While the Kentucky Derby is the most famous and prestigious race and the Belmont is the Test of Champions, the real race for determining the champion three year old colt is, somewhat surprisingly, the Preakness. Twelve of the last 13 horses to win the Preakness won the Eclipse Award for the champion 3 year old colt. The exception--Red Bullet in 2000--was a sensible exception, because that was the only graded stakes race he won that year (he was injured after the race). That year's champion was Tiznow, who didn't even race in the Triple Crown, and usurped Fusaichi Pegasus for the crown by thrashing him in the Breeders Cup Classic.
So what does this have to do with this year's Travers? Well, this year will be the second time since Louis Quatorze won the Preakness in 1996 that the Preakness winner won't be crowned the champion 3yo colt, since the winner, Rachel Alexandra, is obviously ineligible for the award. Given that no 3yo colts has won more than one Grade 1 race this year, there has to be extra emphasis on the Travers, especially because it matches up a couple of horses with great potential, a classic winner, and a late bloomer. (Sadly, Mine That Bird had to be withdrawn because he hasn't recovered from last week's epiglottis surgery.)
Let's do our normal countdown for this year's Travers. It'll be brief--there are only seven horses running. For the record, while we like some horses better than others, for a change, we have a field where every horse belongs, and there isn't a single entrant that would be a shocker to hit the board.
We Look Like Outsiders
7. Our Edge. While Nick Zito did win this race five years ago with Birdstone, that was with a horse who was already a classic winner and had a graded stakes win at Saratoga. This guy's a front-running, stretching out sprinter whose best race came against absolutely nobody in Delaware Park. He'd be an intriguing entrant in the King's Bishop on the undercard, but looks like pace fodder here.

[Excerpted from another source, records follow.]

impl<'a> KubernetesService<'a> {
    pub(crate) fn new(client: &'a Client) -> Self {
        Self { client }
    }

    pub async fn list(&self, opts: &ListOptions) -> Result<(Vec<KubernetesCluster>, Response)> {
        let path = add_options(CLUSTERS_PATH, opts)?;
        let (root, resp): (ClustersRoot, _) = self.client.get(&path).await?;
        Ok((root.kubernetes_clusters, resp))
    }

    pub async fn get(&self, cluster_id: &str) -> Result<(KubernetesCluster, Response)> {
        let path = cluster_path(cluster_id)?;
        let (root, resp): (ClusterRoot, _) = self.client.get(&path).await?;
        Ok((root.kubernetes_cluster, resp))
    }

    pub async fn create(
        &self,
        req: &KubernetesClusterCreateRequest,
    ) -> Result<(KubernetesCluster, Response)> {
        let (root, resp): (ClusterRoot, _) = self.client.post(CLUSTERS_PATH, req).await?;
        Ok((root.kubernetes_cluster, resp))
    }

    pub async fn update(
        &self,
        cluster_id: &str,
        req: &KubernetesClusterUpdateRequest,
    ) -> Result<(KubernetesCluster, Response)> {
        let path = cluster_path(cluster_id)?;
        let (root, resp): (ClusterRoot, _) = self.client.put(&path, req).await?;
        Ok((root.kubernetes_cluster, resp))
    }

    pub async fn upgrade(
        &self,
        cluster_id: &str,
        req: &KubernetesClusterUpgradeRequest,
    ) -> Result<Response> {
        let path = format!("{}/upgrade", cluster_path(cluster_id)?);
        self.client
            .send_empty(reqwest::Method::POST, &path, Some(req))
            .await
    }

    pub async fn delete(&self, cluster_id: &str) -> Result<Response> {
        let path = cluster_path(cluster_id)?;
        self.client.delete(&path).await
    }

    /// Delete the cluster and the listed associated resources.
    pub async fn delete_selective(
        &self,
        cluster_id: &str,
        req: &KubernetesClusterDeleteSelectiveRequest,
    ) -> Result<Response> {
        let path = format!(
            "{}/destroy_with_associated_resources/selective",
            cluster_path(cluster_id)?
        );
        self.client
            .send_empty(reqwest::Method::DELETE, &path, Some(req))
            .await
    }

    /// Delete the cluster and every associated resource.
    pub async fn delete_dangerous(&self, cluster_id: &str) -> Result<Response> {
        let path = format!(
            "{}/destroy_with_associated_resources/dangerous",
            cluster_path(cluster_id)?
        );
        self.client.delete(&path).await
    }

    pub async fn list_associated_resources(
        &self,
        cluster_id: &str,
    ) -> Result<(KubernetesAssociatedResources, Response)> {
        let path = format!(
            "{}/destroy_with_associated_resources",
            cluster_path(cluster_id)?
        );
        self.client.get(&path).await
    }

    pub async fn get_user(&self, cluster_id: &str) -> Result<(KubernetesClusterUser, Response)> {
        let path = format!("{}/user", cluster_path(cluster_id)?);
        let (root, resp): (ClusterUserRoot, _) = self.client.get(&path).await?;
        Ok((root.kubernetes_cluster_user, resp))
    }

    /// Raw kubeconfig YAML, optionally with credentials that expire after
    /// `expiry_seconds`.
    pub async fn get_kubeconfig(
        &self,
        cluster_id: &str,
        expiry_seconds: Option<u64>,
    ) -> Result<(KubernetesClusterConfig, Response)> {
        let path = add_options(
            &format!("{}/kubeconfig", cluster_path(cluster_id)?),
            &ExpiryQuery { expiry_seconds },
        )?;
        let (body, resp) = self.client.get_raw(&path).await?;
        Ok((
            KubernetesClusterConfig {
                kubeconfig_yaml: body,
            },
            resp,
        ))
    }

    pub async fn get_credentials(
        &self,
        cluster_id: &str,
        req: &KubernetesClusterCredentialsGetRequest,
    ) -> Result<(KubernetesClusterCredentials, Response)> {
        let path = add_options(&format!("{}/credentials", cluster_path(cluster_id)?), req)?;
        self.client.get(&path).await
    }

    /// Versions the cluster can be upgraded to.
    pub async fn get_upgrades(&self, cluster_id: &str) -> Result<(Vec<KubernetesVersion>, Response)> {
        let path = format!("{}/upgrades", cluster_path(cluster_id)?);
        let (root, resp): (UpgradesRoot, _) = self.client.get(&path).await?;
        Ok((root.available_upgrade_versions, resp))
    }

    pub async fn create_node_pool(
        &self,
        cluster_id: &str,
        req: &KubernetesNodePoolCreateRequest,
    ) -> Result<(KubernetesNodePool, Response)> {
        let path = format!("{}/node_pools", cluster_path(cluster_id)?);
        let (root, resp): (NodePoolRoot, _) = self.client.post(&path, req).await?;
        Ok((root.node_pool, resp))
    }

    pub async fn get_node_pool(
        &self,
        cluster_id: &str,
        pool_id: &str,
    ) -> Result<(KubernetesNodePool, Response)> {
        let path = node_pool_path(cluster_id, pool_id)?;
        let (root, resp): (NodePoolRoot, _) = self.client.get(&path).await?;
        Ok((root.node_pool, resp))
    }

    pub async fn list_node_pools(
        &self,
        cluster_id: &str,
        opts: &ListOptions,
    ) -> Result<(Vec<KubernetesNodePool>, Response)> {
        let path = add_options(&format!("{}/node_pools", cluster_path(cluster_id)?), opts)?;
        let (root, resp): (NodePoolsRoot, _) = self.client.get(&path).await?;
        Ok((root.node_pools, resp))
    }

    pub async fn update_node_pool(
        &self,
        cluster_id: &str,
        pool_id: &str,
        req: &KubernetesNodePoolUpdateRequest,
    ) -> Result<(KubernetesNodePool, Response)> {
        let path = node_pool_path(cluster_id, pool_id)?;
        let (root, resp): (NodePoolRoot, _) = self.client.put(&path, req).await?;
        Ok((root.node_pool, resp))
    }

    pub async fn delete_node_pool(&self, cluster_id: &str, pool_id: &str) -> Result<Response> {
        let path = node_pool_path(cluster_id, pool_id)?;
        self.client.delete(&path).await
    }

    /// Recycle the given nodes of a pool.
    pub async fn recycle_node_pool_nodes(
        &self,
        cluster_id: &str,
        pool_id: &str,
        req: &KubernetesNodePoolRecycleNodesRequest,
    ) -> Result<Response> {
        let path = format!("{}/recycle", node_pool_path(cluster_id, pool_id)?);
        self.client
            .send_empty(reqwest::Method::POST, &path, Some(req))
            .await
    }

    pub async fn delete_node(
        &self,
        cluster_id: &str,
        pool_id: &str,
        node_id: &str,
        req: Option<&KubernetesNodeDeleteRequest>,
    ) -> Result<Response> {
        require_non_empty("nodeID", node_id)?;
        let req = req.copied().unwrap_or_default();
        let query = NodeDeleteQuery {
            skip_drain: req.skip_drain.then_some(1),
            replace: req.replace.then_some(1),
        };
        let path = add_options(
            &format!(
                "{}/nodes/{}",
                node_pool_path(cluster_id, pool_id)?,
                urlencoding::encode(node_id)
            ),
            &query,
        )?;
        self.client.delete(&path).await
    }

    /// Versions, regions and node sizes available for new clusters.
    pub async fn get_options(&self) -> Result<(KubernetesOptions, Response)> {
        let path = format!("{}/options", KUBERNETES_PATH);
        let (root, resp): (OptionsRoot, _) = self.client.get(&path).await?;
        Ok((root.options, resp))
    }

    /// Give the clusters pull access to the account's container registry.
    pub async fn add_registry(&self, req: &KubernetesClusterRegistryRequest) -> Result<Response> {
        let path = format!("{}/registry", KUBERNETES_PATH);
        self.client
            .send_empty(reqwest::Method::POST, &path, Some(req))
            .await
    }

    pub async fn remove_registry(&self, req: &KubernetesClusterRegistryRequest) -> Result<Response> {
        let path = format!("{}/registry", KUBERNETES_PATH);
        self.client
            .send_empty(reqwest::Method::DELETE, &path, Some(req))
            .await
    }

    /// Start a clusterlint run and return its id.
    pub async fn run_clusterlint(
        &self,
        cluster_id: &str,
        req: &KubernetesRunClusterlintRequest,
    ) -> Result<(String, Response)> {
        let path = format!("{}/clusterlint", cluster_path(cluster_id)?);
        let (root, resp): (ClusterlintRunRoot, _) = self.client.post(&path, req).await?;
        Ok((root.run_id, resp))
    }

    /// Diagnostics of a run, or of the latest run when `run_id` is `None`.
    pub async fn get_clusterlint_results(
        &self,
        cluster_id: &str,
        run_id: Option<&str>,
    ) -> Result<(Vec<ClusterlintDiagnostic>, Response)> {
        let path = add_options(
            &format!("{}/clusterlint", cluster_path(cluster_id)?),
            &RunIdQuery { run_id },
        )?;
        let (root, resp): (ClusterlintResultsRoot, _) = self.client.get(&path).await?;
        Ok((root.diagnostics, resp))
    }
}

6. Hold Me Back. If you squint enough, you can make a case for this horse winning--good breeding, great connections, and really only 0-for-1 on a fast dirt track. Heck, we may use him in our multi-race bets at 20-1 or so. But when Bill Mott tells you he's taking a shot for kicks, you're supposed to nod appreciatively and move on.
Be Very, Very Careful
5. Charitable Man. This guy got a ton of hype for winning the Peter Pan (without meriting any), and backed it up by running like crap in the Belmont. Now he comes in off a good-on-paper 3rd in the Jim Dandy, that upon examination, was utterly bland and far inferior to the two in front of him. Why should you take 9-2 on him here when he's done nothing to earn it?

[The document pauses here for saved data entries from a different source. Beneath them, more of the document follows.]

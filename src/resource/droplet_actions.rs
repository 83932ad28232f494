//! Droplet actions: power management, resizing, snapshots and backups

use crate::api::{require_positive, Client, Response, Result};
use serde_json::Value;

use super::actions::{action_request, Action, ActionRequest, ActionRoot};

pub struct DropletActionsService<'a> {
    client: &'a Client,
}

impl<'a> DropletActionsService<'a> {
    pub(crate) fn new(client: &'a Client) -> Self {
        Self { client }
    }

    pub async fn shutdown(&self, id: u64) -> Result<(Action, Response)> {
        self.perform(id, &action_request("shutdown")).await
    }

    pub async fn power_off(&self, id: u64) -> Result<(Action, Response)> {
        self.perform(id, &action_request("power_off")).await
    }

    pub async fn power_on(&self, id: u64) -> Result<(Action, Response)> {
        self.perform(id, &action_request("power_on")).await
    }

    pub async fn power_cycle(&self, id: u64) -> Result<(Action, Response)> {
        self.perform(id, &action_request("power_cycle")).await
    }

    pub async fn reboot(&self, id: u64) -> Result<(Action, Response)> {
        self.perform(id, &action_request("reboot")).await
    }

    pub async fn rename(&self, id: u64, name: &str) -> Result<(Action, Response)> {
        let mut req = action_request("rename");
        req.insert("name".to_string(), Value::from(name));
        self.perform(id, &req).await
    }

    /// Resize to `size`. With `resize_disk` the change is permanent.
    pub async fn resize(&self, id: u64, size: &str, resize_disk: bool) -> Result<(Action, Response)> {
        let mut req = action_request("resize");
        req.insert("size".to_string(), Value::from(size));
        req.insert("disk".to_string(), Value::from(resize_disk));
        self.perform(id, &req).await
    }

    pub async fn snapshot(&self, id: u64, name: &str) -> Result<(Action, Response)> {
        let mut req = action_request("snapshot");
        req.insert("name".to_string(), Value::from(name));
        self.perform(id, &req).await
    }

    pub async fn enable_backups(&self, id: u64) -> Result<(Action, Response)> {
        self.perform(id, &action_request("enable_backups")).await
    }

    pub async fn disable_backups(&self, id: u64) -> Result<(Action, Response)> {
        self.perform(id, &action_request("disable_backups")).await
    }

    /// Send an arbitrary action request.
    pub async fn perform(&self, id: u64, req: &ActionRequest) -> Result<(Action, Response)> {
        require_positive("dropletID", id)?;
        let path = format!("/v2/droplets/{}/actions", id);
        let (root, resp): (ActionRoot, _) = self.client.post(&path, req).await?;
        Ok((root.action, resp))
    }

    pub async fn get(&self, id: u64, action_id: u64) -> Result<(Action, Response)> {
        require_positive("dropletID", id)?;
        require_positive("actionID", action_id)?;
        let path = format!("/v2/droplets/{}/actions/{}", id, action_id);
        let (root, resp): (ActionRoot, _) = self.client.get(&path).await?;
        Ok((root.action, resp))
    }
}

#[cfg(test)]
mod tests {
    use super::*;

    #[tokio::test]
    async fn test_invalid_ids_are_rejected() {
        let client = Client::from_token("token").unwrap();
        let actions = client.droplet_actions();

        let err = actions.reboot(0).await.unwrap_err();
        assert_eq!(err.to_string(), "dropletID is invalid because cannot be less than 1");

        let err = actions.get(1, 0).await.unwrap_err();
        assert_eq!(err.to_string(), "actionID is invalid because cannot be less than 1");
    }
}
//! Container registry: the account's private Docker registry

use crate::api::{add_options, require_non_empty, Client, ListOptions, Response, Result};
use chrono::{DateTime, Utc};
use serde::{Deserialize, Serialize};

const REGISTRY_PATH: &str = "/v2/registry";

#[derive(Debug, Clone, Default, PartialEq, Serialize, Deserialize)]
pub struct Registry {
    #[serde(default)]
    pub name: String,
    #[serde(default)]
    pub storage_usage_bytes: u64,
    #[serde(default, skip_serializing_if = "Option::is_none")]
    pub storage_usage_bytes_updated_at: Option<DateTime<Utc>>,
    #[serde(default, skip_serializing_if = "Option::is_none")]
    pub created_at: Option<DateTime<Utc>>,
    #[serde(default)]
    pub region: String,
}

#[derive(Debug, Clone, Default, PartialEq, Eq, Serialize)]
pub struct RegistryCreateRequest {
    pub name: String,
    #[serde(skip_serializing_if = "String::is_empty")]
    pub subscription_tier_slug: String,
    #[serde(skip_serializing_if = "String::is_empty")]
    pub region: String,
}

/// Options for a Docker credentials file.
#[derive(Debug, Clone, Copy, Default, PartialEq, Eq, Serialize)]
pub struct RegistryDockerCredentialsRequest {
    /// Grant push access as well as pull
    pub read_write: bool,
    #[serde(skip_serializing_if = "Option::is_none")]
    pub expiry_seconds: Option<u64>,
}

/// A Docker `config.json`, as returned by the API.
#[derive(Debug, Clone, Default, PartialEq, Eq)]
pub struct DockerCredentials {
    pub docker_config_json: Vec<u8>,
}

#[derive(Debug, Clone, Default, PartialEq, Serialize, Deserialize)]
pub struct Repository {
    #[serde(default)]
    pub registry_name: String,
    #[serde(default)]
    pub name: String,
    #[serde(default, skip_serializing_if = "Option::is_none")]
    pub latest_tag: Option<RepositoryTag>,
    #[serde(default)]
    pub tag_count: u64,
}

#[derive(Debug, Clone, Default, PartialEq, Serialize, Deserialize)]
pub struct RepositoryTag {
    #[serde(default)]
    pub registry_name: String,
    #[serde(default)]
    pub repository: String,
    #[serde(default)]
    pub tag: String,
    #[serde(default)]
    pub manifest_digest: String,
    #[serde(default)]
    pub compressed_size_bytes: u64,
    #[serde(default)]
    pub size_bytes: u64,
    #[serde(default, skip_serializing_if = "Option::is_none")]
    pub updated_at: Option<DateTime<Utc>>,
}

#[derive(Deserialize)]
struct RegistryRoot {
    registry: Registry,
}

#[derive(Deserialize)]
struct RepositoriesRoot {
    #[serde(default)]
    repositories: Vec<Repository>,
}

#[derive(Deserialize)]
struct TagsRoot {
    #[serde(default)]
    tags: Vec<RepositoryTag>,
}

pub struct RegistryService<'a> {
    client: &'a Client,
}

impl<'a> RegistryService<'a> {
    pub(crate) fn new(client: &'a Client) -> Self {
        Self { client }
    }

    pub async fn get(&self) -> Result<(Registry, Response)> {
        let (root, resp): (RegistryRoot, _) = self.client.get(REGISTRY_PATH).await?;
        Ok((root.registry, resp))
    }

    pub async fn create(&self, req: &RegistryCreateRequest) -> Result<(Registry, Response)> {
        let (root, resp): (RegistryRoot, _) = self.client.post(REGISTRY_PATH, req).await?;
        Ok((root.registry, resp))
    }

    pub async fn delete(&self) -> Result<Response> {
        self.client.delete(REGISTRY_PATH).await
    }

    /// Docker credentials for the registry. The body is returned as-is.
    pub async fn docker_credentials(
        &self,
        req: &RegistryDockerCredentialsRequest,
    ) -> Result<(DockerCredentials, Response)> {
        let path = add_options(&format!("{}/docker-credentials", REGISTRY_PATH), req)?;
        let (body, resp) = self.client.get_raw(&path).await?;
        Ok((
            DockerCredentials {
                docker_config_json: body,
            },
            resp,
        ))
    }

    pub async fn list_repositories(
        &self,
        registry: &str,
        opts: &ListOptions,
    ) -> Result<(Vec<Repository>, Response)> {
        require_non_empty("registry", registry)?;
        let path = add_options(
            &format!("{}/{}/repositories", REGISTRY_PATH, urlencoding::encode(registry)),
            opts,
        )?;
        let (root, resp): (RepositoriesRoot, _) = self.client.get(&path).await?;
        Ok((root.repositories, resp))
    }

    pub async fn list_repository_tags(
        &self,
        registry: &str,
        repository: &str,
        opts: &ListOptions,
    ) -> Result<(Vec<RepositoryTag>, Response)> {
        let path = add_options(&format!("{}/tags", repository_path(registry, repository)?), opts)?;
        let (root, resp): (TagsRoot, _) = self.client.get(&path).await?;
        Ok((root.tags, resp))
    }

    pub async fn delete_tag(&self, registry: &str, repository: &str, tag: &str) -> Result<Response> {
        require_non_empty("tag", tag)?;
        let path = format!(
            "{}/tags/{}",
            repository_path(registry, repository)?,
            urlencoding::encode(tag)
        );
        self.client.delete(&path).await
    }
}

/// Repository names may contain `/`, which is escaped into one segment.
fn repository_path(registry: &str, repository: &str) -> Result<String> {
    require_non_empty("registry", registry)?;
    require_non_empty("repository", repository)?;
    Ok(format!(
        "{}/{}/repositories/{}",
        REGISTRY_PATH,
        urlencoding::encode(registry),
        urlencoding::encode(repository)
    ))
}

4. Kensei. This guy won us a good chunk of change on Belmont day when he ran third at 30-1 in the Woody Stephens. He's followed that up with two pretty nice wins in the Dwyer and Jim Dandy, but in both cases, he won without being particularly impressive, and looks solid more than spectacular. Definitely has a chance, but looks like he might be a horse that's already peaked and isn't really Grade I material.

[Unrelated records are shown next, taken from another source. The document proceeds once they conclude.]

impl Client {
    pub fn builder() -> ClientBuilder {
        ClientBuilder::default()
    }

    /// Client authenticated with `token` against the default base URL.
    pub fn from_token(token: &str) -> Result<Self> {
        Self::builder().token(token).build()
    }

    /// Client authenticated with a token found in the environment or doctl config.
    pub fn from_env() -> Result<Self> {
        let token = default_token().ok_or_else(|| {
            ArgError::new("token", "not found in DIGITALOCEAN_ACCESS_TOKEN or doctl config")
        })?;
        Self::from_token(&token)
    }

    pub fn base_url(&self) -> &Url {
        &self.inner.base_url
    }

    pub fn user_agent(&self) -> &str {
        &self.inner.user_agent
    }

    /// Rate limit reported by the most recent response.
    pub async fn rate(&self) -> Rate {
        *self.inner.rate.read().await
    }

    /// Build a request for `path`, resolved against the base URL.
    ///
    /// `Content-Type` is only set when there is a body.
    pub fn new_request<B: Serialize + ?Sized>(
        &self,
        method: Method,
        path: &str,
        body: Option<&B>,
    ) -> Result<ApiRequest> {
        let url = self.inner.base_url.join(path)?;

        let mut headers = HeaderMap::new();
        headers.insert(ACCEPT, HeaderValue::from_static(MEDIA_TYPE));
        headers.insert(
            USER_AGENT,
            HeaderValue::from_str(&self.inner.user_agent)
                .map_err(|e| Error::InvalidHeader(format!("user agent: {}", e)))?,
        );

        let body = match body {
            Some(body) => {
                headers.insert(CONTENT_TYPE, HeaderValue::from_static(MEDIA_TYPE));
                Some(serde_json::to_vec(body)?)
            }
            None => None,
        };

        if let Some(token) = &self.inner.token {
            let value = HeaderValue::from_str(&format!("Bearer {}", token))
                .map_err(|_| Error::InvalidHeader("authorization token".to_string()))?;
            headers.insert(AUTHORIZATION, value);
        }

        for (name, value) in &self.inner.headers {
            headers.insert(name.clone(), value.clone());
        }

        Ok(ApiRequest {
            method,
            url,
            headers,
            body,
        })
    }

    /// Send a request, retrying transient failures, and check the response.
    ///
    /// Returns the raw body along with a [`Response`] carrying any `links` and
    /// `meta` found at the top level of the envelope.
    pub async fn execute(&self, request: ApiRequest) -> Result<(Vec<u8>, Response)> {
        let retry = self.inner.retry;
        let max_attempts = retry.max_retries + 1;
        let mut attempt = 0;

        loop {
            attempt += 1;

            if let Some(limiter) = &self.inner.limiter {
                limiter.acquire().await;
            }

            tracing::debug!("{} {}", request.method, request.url);

            let mut builder = self
                .inner
                .http
                .request(request.method.clone(), request.url.clone())
                .headers(request.headers.clone());
            if let Some(body) = &request.body {
                builder = builder.body(body.clone());
            }

            let http_response = match builder.send().await {
                Ok(r) => r,
                Err(e) if attempt < max_attempts => {
                    let wait = retry.backoff(attempt, None);
                    tracing::warn!(
                        "{} {} failed: {}, retrying in {:?} ({}/{})",
                        request.method,
                        request.url,
                        e,
                        wait,
                        attempt,
                        retry.max_retries
                    );
                    tokio::time::sleep(wait).await;
                    continue;
                }
                Err(e) => return Err(e.into()),
            };

            let status = http_response.status();
            let headers = http_response.headers().clone();
            let body = http_response.bytes().await?.to_vec();

            let mut response = Response::new(status, headers);
            *self.inner.rate.write().await = response.rate;

            if RetryConfig::should_retry(status) && attempt < max_attempts {
                let wait = retry.backoff(attempt, Some(&response.headers));
                tracing::warn!(
                    "{} {} returned {}, retrying in {:?} ({}/{})",
                    request.method,
                    request.url,
                    status,
                    wait,
                    attempt,
                    retry.max_retries
                );
                tokio::time::sleep(wait).await;
                continue;
            }

            if let Some(callback) = &self.inner.on_request_completed {
                callback(&CompletedRequest {
                    method: request.method.clone(),
                    url: request.url.clone(),
                    status,
                    attempts: attempt,
                });
            }

            let attempts = if retry.enabled() { attempt } else { 0 };
            if let Err(e) = check_response(
                &request.method,
                &request.url,
                status,
                &response.headers,
                &body,
                attempts,
            ) {
                tracing::error!(
                    "API error: {} - {}",
                    status,
                    sanitize_for_log(&String::from_utf8_lossy(&body))
                );
                return Err(e);
            }

            if let Some(envelope) = parse_envelope(&body) {
                response.links = envelope.links;
                response.meta = envelope.meta;
            }

            return Ok((body, response));
        }
    }

    /// Send a request and decode its JSON body into `T`.
    ///
    /// An empty body (e.g. 204) decodes as JSON `null`.
    pub async fn do_request<T: DeserializeOwned>(&self, request: ApiRequest) -> Result<(T, Response)> {
        let (body, response) = self.execute(request).await?;
        let value = if body.is_empty() || response.status == StatusCode::NO_CONTENT {
            serde_json::from_slice(b"null")?
        } else {
            serde_json::from_slice(&body)?
        };
        Ok((value, response))
    }

    /// Send a request whose body, if any, is not needed.
    pub async fn do_empty(&self, request: ApiRequest) -> Result<Response> {
        let (_, response) = self.execute(request).await?;
        Ok(response)
    }

    /// Send a request and return the body undecoded.
    pub async fn do_raw(&self, request: ApiRequest) -> Result<(Vec<u8>, Response)> {
        self.execute(request).await
    }

    pub async fn send<B, T>(&self, method: Method, path: &str, body: Option<&B>) -> Result<(T, Response)>
    where
        B: Serialize + ?Sized,
        T: DeserializeOwned,
    {
        let request = self.new_request(method, path, body)?;
        self.do_request(request).await
    }

    pub async fn send_empty<B: Serialize + ?Sized>(
        &self,
        method: Method,
        path: &str,
        body: Option<&B>,
    ) -> Result<Response> {
        let request = self.new_request(method, path, body)?;
        self.do_empty(request).await
    }

    pub async fn get<T: DeserializeOwned>(&self, path: &str) -> Result<(T, Response)> {
        self.send(Method::GET, path, None::<&()>).await
    }

    pub async fn get_raw(&self, path: &str) -> Result<(Vec<u8>, Response)> {
        let request = self.new_request(Method::GET, path, None::<&()>)?;
        self.do_raw(request).await
    }

    pub async fn post<B, T>(&self, path: &str, body: &B) -> Result<(T, Response)>
    where
        B: Serialize + ?Sized,
        T: DeserializeOwned,
    {
        self.send(Method::POST, path, Some(body)).await
    }

    pub async fn put<B, T>(&self, path: &str, body: &B) -> Result<(T, Response)>
    where
        B: Serialize + ?Sized,
        T: DeserializeOwned,
    {
        self.send(Method::PUT, path, Some(body)).await
    }

    pub async fn patch<B, T>(&self, path: &str, body: &B) -> Result<(T, Response)>
    where
        B: Serialize + ?Sized,
        T: DeserializeOwned,
    {
        self.send(Method::PATCH, path, Some(body)).await
    }

    pub async fn delete(&self, path: &str) -> Result<Response> {
        self.send_empty(Method::DELETE, path, None::<&()>).await
    }
}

3. Quality Road. We won't dispute that he's probably the most talented horse in the race, as he's set two track records and has 4 three-digit Gowanus Speed Figures. His only loss was in a race where he wasn't 100% healthy. So what's the problem? We're not sure he's ready for this spot. His prep off a 4 month layoff was a 6 1/2 furlong sprint that he won easily. Now he's stretching out 3 1/2 furlongs to go a mile and a quarter, which he's not really bred for, an has to contend with a fair amount of early speed. He could romp, but at 7-5, we're looking elsewhere.
The Key Contender
2. Summer Bird. The Belmont winner comes into this race much the same way he came into the Belmont, off a so-so performance in the slop where he didn't get a chance to fire his best shot. This is the 6th race of his career, and he's perfectly bred for the distance. He's clearly one of the better colts in this class, the question is whether or not he rises to the challenge and takes the definitive lead for the Eclipse Award. We say he just falls short to an up and comer.
The Upset Winner
1. Warrior's Reward. While everyone is quick to note that Quality Road has multiple 100+ GSF's, this guy actually is tied with Quality Road for the highest figure in the field. The reason we like him is two fold. First, his last two races were both good under poor circumstances--he missed the break in the Dwyer and rallied stoutly for a good third, and was contesting the pace in the Jim Dandy, and wilted late. We think he'll get a better trip under Calvin Borel this time, sitting just off the pace. Second, we like Borel, and we especially like that had he been forced to choose between this horse and the Kentucky Derby winner, he was picking Warrior's Reward. This is the other horse with huge upside in the race, and we think he puts it all together on Saturday. Which, of course, will just further muddle the Eclipse Award question.
As for the strong undercard on Travers day, we like Sky Haven to pull off a small upset in the Victory Ride, Captain's Lover in the Ballston Spa (if it stays on the grass), Munnings in the Kings Bishop, and Informed Decision in the Ballerina. Good luck to all!